A figura, que não é decorativa, encontra fundamento jurídico na Constituição, na Convenção Belém do Pará, na Convenção sobre Eliminação de Todas as formas de Violência contra a Mulher, em julgados da CIDH (Corte Interamericana de Direitos Humanos), e nos artigos 27 e 28 da Lei 11.340/2006, Lei Maria da Penha, que prevê a defesa integral das mulheres em situação de violência doméstica e familiar em todas as fases do processo.

Importante assinalar que o modo como a assistência qualificada tem sido construída pelas Defensorias Públicas de todo país, pelos Nudems (Núcleos Institucionais de Promoção e Defesa da Mulher), pela Comissão de Promoção e Defesa dos Direitos da Mulher do Cndege (Conselho Nacional de Defensoras/es Públicos Gerais), pela Comissão dos Direitos das Mulheres da Anadep (Associação Nacional das Defensoras/es Públicos), possibilitando que a instituição tenha maior caráter democrático, sendo capaz, em alguma medida, de transformar agendas feministas em demandas jurídicas.

 Ao agir dessa forma, a Defensoria Pública não somente atua de modo responsivo como contribui para que as decisões judiciais possuam maior legitimidade, na medida em que funciona como catalisadora do diálogo entre movimento feminista e judiciário. Cite-se como exemplo, o fato de a Defensoria Pública ter sido a única Instituição do Sistema de Justiça que se posiciona pela preservação da competência híbrida dos Juizados de Violência Doméstica e Familiar, na forma como foi prevista pelo artigo 14 da Lei 11.340/06.

Com o advento da Lei do Feminicídio, Lei nº 13.104/2015, que torna o homicídio de mulheres uma forma de homicídio qualificado e o coloca na lista de crimes hediondos, quando o assassinato/tentativa envolver violência doméstica e familiar, menosprezo ou discriminação à condição de mulher da vítima, buscamos ampliar esta atuação ao Júri, que tem regramento próprio, mas bem anterior à Lei Especial 11.340/2006.

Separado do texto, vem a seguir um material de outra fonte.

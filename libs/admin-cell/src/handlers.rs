use std::sync::Arc;

use axum::{
    extract::{Extension, Path, Query, State},
    http::StatusCode,
    Json,
};
use serde_json::{json, Value};
use tracing::info;

use appointment_cell::models::AppointmentQuery;
use appointment_cell::AppointmentService;
use auth_cell::models::{CreateUserRequest, UpdateUserRequest, UserQuery};
use auth_cell::UserService;
use patient_cell::models::{ClientQuery, CreateClientRequest, UpdateClientRequest};
use patient_cell::ClientService;
use shared_database::AppState;
use shared_models::auth::AuthUser;
use shared_models::error::AppError;
use shared_utils::pagination::Pagination;

use crate::service::DashboardService;

// ==============================================================================
// USERS
// ==============================================================================

pub async fn list_users(
    State(state): State<Arc<AppState>>,
    Query(query): Query<UserQuery>,
) -> Result<Json<Value>, AppError> {
    let page = UserService::new(&state)
        .list(query.role, query.search.as_deref(), Pagination::new(query.page, query.limit))
        .await?;
    Ok(Json(json!(page)))
}

pub async fn get_user(
    State(state): State<Arc<AppState>>,
    Path(user_id): Path<i64>,
) -> Result<Json<Value>, AppError> {
    let user = UserService::new(&state).get(user_id).await?;
    Ok(Json(json!(user)))
}

pub async fn create_user(
    State(state): State<Arc<AppState>>,
    Extension(admin): Extension<AuthUser>,
    Json(request): Json<CreateUserRequest>,
) -> Result<(StatusCode, Json<Value>), AppError> {
    let input = request.validate()?;
    let user = UserService::new(&state).create(input).await?;

    info!("User {} ({}) created by admin {}", user.id, user.role, admin.id);
    Ok((StatusCode::CREATED, Json(json!(user))))
}

pub async fn update_user(
    State(state): State<Arc<AppState>>,
    Path(user_id): Path<i64>,
    Json(request): Json<UpdateUserRequest>,
) -> Result<Json<Value>, AppError> {
    let changes = request.validate()?;
    let user = UserService::new(&state).update(user_id, changes).await?;
    Ok(Json(json!(user)))
}

pub async fn delete_user(
    State(state): State<Arc<AppState>>,
    Extension(admin): Extension<AuthUser>,
    Path(user_id): Path<i64>,
) -> Result<Json<Value>, AppError> {
    UserService::new(&state).soft_delete(user_id, admin.id).await?;

    info!("User {} deleted by admin {}", user_id, admin.id);
    Ok(Json(json!({ "message": "User deleted" })))
}

// ==============================================================================
// PATIENTS
// ==============================================================================

pub async fn list_patients(
    State(state): State<Arc<AppState>>,
    Query(query): Query<ClientQuery>,
) -> Result<Json<Value>, AppError> {
    let page = ClientService::new(&state)
        .search(query.search.as_deref(), Pagination::new(query.page, query.limit))
        .await?;
    Ok(Json(json!(page)))
}

pub async fn get_patient(
    State(state): State<Arc<AppState>>,
    Path(client_id): Path<i64>,
) -> Result<Json<Value>, AppError> {
    let client = ClientService::new(&state).get(client_id).await?;
    Ok(Json(json!(client)))
}

pub async fn create_patient(
    State(state): State<Arc<AppState>>,
    Json(request): Json<CreateClientRequest>,
) -> Result<(StatusCode, Json<Value>), AppError> {
    let input = request.validate()?;
    let client = ClientService::new(&state).create(&input).await?;
    Ok((StatusCode::CREATED, Json(json!(client))))
}

pub async fn update_patient(
    State(state): State<Arc<AppState>>,
    Path(client_id): Path<i64>,
    Json(request): Json<UpdateClientRequest>,
) -> Result<Json<Value>, AppError> {
    let changes = request.validate()?;
    let client = ClientService::new(&state).update(client_id, changes).await?;
    Ok(Json(json!(client)))
}

pub async fn delete_patient(
    State(state): State<Arc<AppState>>,
    Path(client_id): Path<i64>,
) -> Result<Json<Value>, AppError> {
    ClientService::new(&state).soft_delete(client_id).await?;
    Ok(Json(json!({ "message": "Patient deleted" })))
}

// ==============================================================================
// APPOINTMENTS
// ==============================================================================

pub async fn list_appointments(
    State(state): State<Arc<AppState>>,
    Query(query): Query<AppointmentQuery>,
) -> Result<Json<Value>, AppError> {
    let filters = query.filters()?;
    let page = AppointmentService::new(&state)
        .list(&filters, Pagination::new(query.page, query.limit))
        .await?;
    Ok(Json(json!(page)))
}

pub async fn delete_appointment(
    State(state): State<Arc<AppState>>,
    Path(appointment_id): Path<i64>,
) -> Result<Json<Value>, AppError> {
    AppointmentService::new(&state).soft_delete(appointment_id).await?;
    Ok(Json(json!({ "message": "Appointment deleted" })))
}

// ==============================================================================
// STATISTICS
// ==============================================================================

pub async fn get_stats(State(state): State<Arc<AppState>>) -> Result<Json<Value>, AppError> {
    let stats = DashboardService::new(&state).stats().await?;
    Ok(Json(json!(stats)))
}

É notória a revitimização de mulheres em situação de violência ocorrida nos ambientes do Sistema de Justiça. A recente Lei 14.321/2022, conhecida como Lei Mariana Ferrer, veio a corroborar a necessidade de atuarmos nos moldes da assistência qualificada, ao lado de mulheres que, constantemente, sofrem violência institucional, advindas da reprodução de estigmas de gênero no cotidiano forense, fato que faz com que sejam desqualificadas e moralmente julgadas, sobretudo quando são vítimas de violência sexual.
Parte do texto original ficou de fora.